Columbus Free Press | December 5, 2013 | by Mary Jane Borden
The passing of a billionaire hardly goes unnoticed and Peter Lewis is no different. In drug policy circles, on either side of the fence, he needs no introduction. At age 80, Peter died in his Florida home on November 23, 2013. He will be remembered for far more than just his money.
I’d like to say that I knew Peter, but in truth, I never personally met him. Yet, in the six degrees of separation, we’re only one degree apart. He had probably seen my name many times, and I, his. He knew some of the same people well who I know well. However, the times that I could have met him, I made other choices.
The 2001 Drug Policy Foundation Conference in Albuquerque, New Mexico serves as but one example. On the expansive hotel staircase leading to the ballroom in which Peter would be speaking, I encountered one of my new reform colleagues (now a long-standing and trusted friend). “Come upstairs with me and meet Peter Lewis,” he urged. Bedazzled by all of the famous faces I had met that weekend, I nodded, yes. But my heart lay elsewhere – the trip to Albuquerque served the dual purpose of being a celebration of my 25th wedding anniversary. I could meet Peter Lewis, or leave with my family. I chose the latter. That one degree of separation remained in place. Later, I incidentally learned that, instead of me, Peter met with Rob Kampia, the Executive Director of the newly formed Marijuana Policy Project (MPP), who presented him with a business plan that, over the course of coming decade, would spend millions of Peter’s money on marijuana reform.
Those funds were transformative. Peter headed a Fortune 500 company, and he brought his business-focused acumen to what had heretofore been a loosely knit, poorly organized, largely clandestine and consequently tainted “movement.” Through MPP, he established a competitive grants program driven by business principles like goals, objectives, milestones and budgets. The winners weren’t those with the loudest bullhorn, rather the best plans.
How do I know this? For ten years, I was the grant writer for DrugSense/MAP, a perennial MPP grant recipient. Peter built better and more effective organizations by tying his funds to specific deliverables, much like any business would. DrugSense and many other marijuana reform-focused organizations benefited not only from an infusion of capital, but also from the structure and vision that Peter imposed. All told, 17 of my MPP grant applications were funded for a total of more than $700,000; I understood that Peter hand-picked every one of them.

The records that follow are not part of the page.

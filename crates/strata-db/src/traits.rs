//! Database trait definition

use crate::duckdb::DuckDbBackend;
use crate::error::DbResult;
use crate::snowflake::SnowCliBackend;
use async_trait::async_trait;
use std::sync::Arc;
use strata_core::{ExecutorConfig, ExecutorKind};

/// Execution collaborator for substituted SQL
///
/// Implementations must be Send + Sync for async operation.
#[async_trait]
pub trait Database: Send + Sync {
    /// Execute a block of SQL statements against the target database.
    ///
    /// Returns `DbError::Unavailable` when the execution mechanism is not
    /// present on this host.
    async fn execute_batch(&self, sql: &str) -> DbResult<()>;

    /// Database type identifier for logging
    fn db_type(&self) -> &'static str;
}

/// Build the backend selected by the executor configuration
pub fn connect(config: &ExecutorConfig) -> DbResult<Arc<dyn Database>> {
    let db: Arc<dyn Database> = match config.kind {
        ExecutorKind::Snowflake => Arc::new(SnowCliBackend::new(
            &config.program,
            config.connection.clone(),
        )),
        ExecutorKind::DuckDb => Arc::new(DuckDbBackend::new(&config.path)?),
    };
    log::debug!("Using {} execution backend", db.db_type());
    Ok(db)
}

#[cfg(test)]
#[path = "traits_test.rs"]
mod tests;
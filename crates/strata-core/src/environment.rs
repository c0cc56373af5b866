//! Deployment environments and their target databases

use crate::error::{CoreError, CoreResult};
use std::fmt;
use std::str::FromStr;

/// Target environment for a deployment
///
/// The set is closed: every variant maps to exactly one database and no
/// other names are accepted.
#[derive(Debug, Clone, Copy, PartialEq, Eq, Hash)]
pub enum Environment {
    /// Development
    Dev,
    /// Quality assurance
    Qa,
    /// Production (gated behind an interactive confirmation)
    Prod,
}

impl Environment {
    /// All supported environments, in promotion order
    pub const ALL: [Environment; 3] = [Environment::Dev, Environment::Qa, Environment::Prod];

    /// Lowercase name used on the command line
    pub fn as_str(&self) -> &'static str {
        match self {
            Environment::Dev => "dev",
            Environment::Qa => "qa",
            Environment::Prod => "prod",
        }
    }

    /// Database identifier the placeholder is rewritten to
    pub fn database_name(&self) -> &'static str {
        match self {
            Environment::Dev => "SAAS_ANALYTICS_DEV",
            Environment::Qa => "SAAS_ANALYTICS_QA",
            Environment::Prod => "SAAS_ANALYTICS_PROD",
        }
    }

    /// Whether deployments to this environment require confirmation
    pub fn is_production(&self) -> bool {
        matches!(self, Environment::Prod)
    }

    /// Comma-separated list of valid names, for diagnostics
    pub fn valid_names() -> String {
        Self::ALL
            .iter()
            .map(Environment::as_str)
            .collect::<Vec<_>>()
            .join(", ")
    }
}

impl fmt::Display for Environment {
    fn fmt(&self, f: &mut fmt::Formatter<'_>) -> fmt::Result {
        f.write_str(self.as_str())
    }
}

impl FromStr for Environment {
    type Err = CoreError;

    fn from_str(s: &str) -> CoreResult<Self> {
        Self::ALL
            .into_iter()
            .find(|env| env.as_str() == s)
            .ok_or_else(|| CoreError::InvalidEnvironment {
                value: s.to_string(),
                valid: Self::valid_names(),
            })
    }
}

#[cfg(test)]
#[path = "environment_test.rs"]
mod tests;
//! Pipeline orchestration
//!
//! Splits an upload by parent category and forecasts each category on its
//! own. A category that fails (no model, corrupt model, prediction error) is
//! recorded in the report and never stops the others.

use crate::config::ForecastConfig;
use crate::data::{DataLoader, Observation, ObservationTable};
use crate::engine;
use crate::error::{ForecastError, Result};
use crate::frame::build_future_frame;
use crate::output::ForecastTable;
use crate::registry::ModelRegistry;
use retail_calendar::{category_label, parent_of};
use std::collections::BTreeMap;
use std::path::Path;
use tracing::{info, warn};

/// Outcome of forecasting one category
pub type CategoryOutcome = Result<ForecastTable>;

/// Per-category results of one run, ordered by parent code
#[derive(Debug)]
pub struct PipelineReport {
    horizon: usize,
    outcomes: BTreeMap<String, CategoryOutcome>,
}

impl PipelineReport {
    /// Horizon the run was made with
    pub fn horizon(&self) -> usize {
        self.horizon
    }

    /// All outcomes in ascending parent code order
    pub fn outcomes(&self) -> &BTreeMap<String, CategoryOutcome> {
        &self.outcomes
    }

    /// Outcome for one parent code
    pub fn get(&self, code: &str) -> Option<&CategoryOutcome> {
        self.outcomes.get(code)
    }

    /// Parent codes in report order
    pub fn codes(&self) -> Vec<&str> {
        self.outcomes.keys().map(String::as_str).collect()
    }

    /// Successful forecasts in report order
    pub fn successes(&self) -> Vec<&ForecastTable> {
        self.outcomes
            .values()
            .filter_map(|outcome| outcome.as_ref().ok())
            .collect()
    }

    /// Failed categories with their errors, in report order
    pub fn failures(&self) -> Vec<(&str, &ForecastError)> {
        self.outcomes
            .iter()
            .filter_map(|(code, outcome)| outcome.as_ref().err().map(|e| (code.as_str(), e)))
            .collect()
    }

    /// Whether every category produced a forecast
    pub fn is_complete_success(&self) -> bool {
        self.outcomes.values().all(|outcome| outcome.is_ok())
    }

    pub fn into_outcomes(self) -> BTreeMap<String, CategoryOutcome> {
        self.outcomes
    }
}

/// Drives resolver, registry, frame builder and engine for every category
#[derive(Debug)]
pub struct ForecastPipeline<R: ModelRegistry> {
    config: ForecastConfig,
    registry: R,
}

impl<R: ModelRegistry> ForecastPipeline<R> {
    /// Create a pipeline; the configuration is validated here
    pub fn new(config: ForecastConfig, registry: R) -> Result<Self> {
        config.validate()?;
        Ok(Self { config, registry })
    }

    pub fn config(&self) -> &ForecastConfig {
        &self.config
    }

    pub fn registry(&self) -> &R {
        &self.registry
    }

    /// Load a CSV upload and forecast it
    pub fn run_csv<P: AsRef<Path>>(&self, path: P, horizon: usize) -> Result<PipelineReport> {
        let table = DataLoader::from_csv(path, &self.config.columns)?;
        self.run(&table, horizon)
    }

    /// Forecast every parent category present in `table`
    ///
    /// Only an out-of-range horizon fails the whole run; everything else is
    /// reported per category.
    pub fn run(&self, table: &ObservationTable, horizon: usize) -> Result<PipelineReport> {
        self.config.check_horizon(horizon)?;

        let groups = group_by_parent(table.observations());
        info!(
            rows = table.len(),
            categories = groups.len(),
            horizon,
            "starting forecast run"
        );

        let mut outcomes = BTreeMap::new();
        for (code, history) in groups {
            let outcome = self.forecast_category(&code, &history, horizon);
            match &outcome {
                Ok(forecast) => info!(
                    code = %code,
                    label = category_label(&code).unwrap_or_default(),
                    periods = forecast.len(),
                    "category forecast ready"
                ),
                Err(e) => warn!(code = %code, error = %e, "category forecast failed"),
            }
            outcomes.insert(code, outcome);
        }

        Ok(PipelineReport { horizon, outcomes })
    }

    fn forecast_category(
        &self,
        code: &str,
        history: &[Observation],
        horizon: usize,
    ) -> CategoryOutcome {
        let predictor = self.registry.load(code)?;
        let frame = build_future_frame(history, horizon, self.config.quarter_anchor).map_err(
            |e| ForecastError::PredictionFailed {
                code: code.to_string(),
                reason: e.to_string(),
            },
        )?;
        engine::predict(predictor.as_ref(), code, &frame)
    }
}

/// Resolve every row's parent code, then group and sort each group by date
pub fn group_by_parent(observations: &[Observation]) -> BTreeMap<String, Vec<Observation>> {
    let mut groups: BTreeMap<String, Vec<Observation>> = BTreeMap::new();

    for obs in observations {
        let parent = parent_of(&obs.category_code);
        if parent.chars().all(|c| c == '0') {
            warn!(raw = %obs.category_code, "category code resolved to {}", parent);
        }
        groups.entry(parent).or_default().push(obs.clone());
    }

    for history in groups.values_mut() {
        history.sort_by_key(|obs| obs.ds);
    }

    groups
}
//! Error types for the demand_forecast crate

use polars::prelude::PolarsError;
use thiserror::Error;

/// Custom error types for the demand_forecast crate
#[derive(Debug, Error)]
pub enum ForecastError {
    /// Uploaded table is missing columns or holds unusable values
    #[error("Ingestion error: {0}")]
    Ingestion(String),

    /// Horizon outside the accepted range
    #[error("Invalid horizon: {0}")]
    InvalidHorizon(String),

    /// Configuration could not be parsed or is inconsistent
    #[error("Configuration error: {0}")]
    Config(String),

    /// No model artifact exists for a parent category code
    #[error("No model found for COICOP {code}")]
    ModelNotFound { code: String },

    /// A model artifact exists but could not be turned into a predictor
    #[error("Failed to load model for COICOP {code}: {reason}")]
    ModelLoad { code: String, reason: String },

    /// The predictor failed while producing a forecast
    #[error("Prediction failed for COICOP {code}: {reason}")]
    PredictionFailed { code: String, reason: String },

    /// Error related to data validation or processing
    #[error("Data error: {0}")]
    DataError(String),

    /// Error from invalid parameters
    #[error("Invalid parameter: {0}")]
    InvalidParameter(String),

    /// Error from IO operations
    #[error("IO error: {0}")]
    IoError(#[from] std::io::Error),

    /// Error from Polars operations
    #[error("Polars error: {0}")]
    PolarsError(String),

    /// Error from CSV reading or writing
    #[error("CSV error: {0}")]
    CsvError(String),
}

impl ForecastError {
    /// Whether the error belongs to a single category rather than the whole run
    pub fn is_category_scoped(&self) -> bool {
        matches!(
            self,
            ForecastError::ModelNotFound { .. }
                | ForecastError::ModelLoad { .. }
                | ForecastError::PredictionFailed { .. }
        )
    }
}

/// Result type with our custom error
pub type Result<T> = std::result::Result<T, ForecastError>;

impl From<PolarsError> for ForecastError {
    fn from(err: PolarsError) -> Self {
        ForecastError::PolarsError(err.to_string())
    }
}

impl From<csv::Error> for ForecastError {
    fn from(err: csv::Error) -> Self {
        ForecastError::CsvError(err.to_string())
    }
}

impl From<retail_calendar::CalendarError> for ForecastError {
    fn from(err: retail_calendar::CalendarError) -> Self {
        ForecastError::DataError(err.to_string())
    }
}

Either by himself or through MPP, Peter also funded numerous ballot initiatives such as those in Washington State (2012 - $2 million), Massachusetts (2012 - $246,000), Arizona (2010 - $240,000), California (2010 - 218,000), Michigan (2008 - $1.8 million) and Montana (2004 - $555,000).
While these measures were largely successful, Peter wasn’t necessarily happy with their outcome. Some victories were bittersweet.
In Montana, an aggressive crackdown by U.S. Attorneys produced 33 convictions. It, combined with a hostile state legislature that would have overturned the initiative were it not for a gubernatorial veto, decimated the state’s fledgling medical marijuana program. Similarly, the implementation of Michigan’s measure was largely left to a hostile legislature, while the state’s Attorney General, who led the opposition during the election, has fought tooth and nail against it post passage. The strict restrictions in Arizona’s initiative – banning home grows, for one – winnowed the patient pool down from original estimates that exceeded 100,000 to around 40,000 presently.
Peter even put funds into Ohio reform, only to be disappointed by the failure of the “Treatment in Lieu of Incarceration” ballot initiative in 2002 and by five languishing legislative bills.
But he never completely forgot his home state. In 2011 as reported in the Columbus Dispatch, Peter issued an RFP “to include drafting ballot language, qualifying for the ballot, building an organization, communicating with voters, and raising money." Peter’s business principles were again self-evident – goals, objectives, milestones and budgets – with one exception: legacy. The RFP placed equal value on best practices and a sustainable model that could be used in other states. With one degree still separated from him, this grant writer sent a proposal, only to have it rejected like all of the other submissions. A wise man, Peter. It was not Ohio’s time.
Peter’s influence continues in the form of the Ohio Cannabis Rights Amendment. Unlike any other ballot initiative in the country or perhaps the world, the OCRA focuses on the right to make use of the Cannabis plant in its many forms and creates a commission to craft regulations and oversee the rollout of this burgeoning industry. The co-authors of the amendment, me among them, looked at the failures in Ohio and other states to craft a measure that could both serve as a model and lay the groundwork for smoother implementation, two key requirements of Peter’s RFP. The Ohio Rights Group is building the organization to pass this measure based items in the RFP such as best practices, grassroots mobilization and a strategic plan that defines goals, objectives, milestones and a budget.
They say, as goes Ohio, so goes the nation. When the OCRA passes in 2014 and the nation follows with the total repeal of cannabis prohibition in 2016, all of this and more will have been accomplished in memory of one man, Peter Lewis, separated from us now by another place and another time.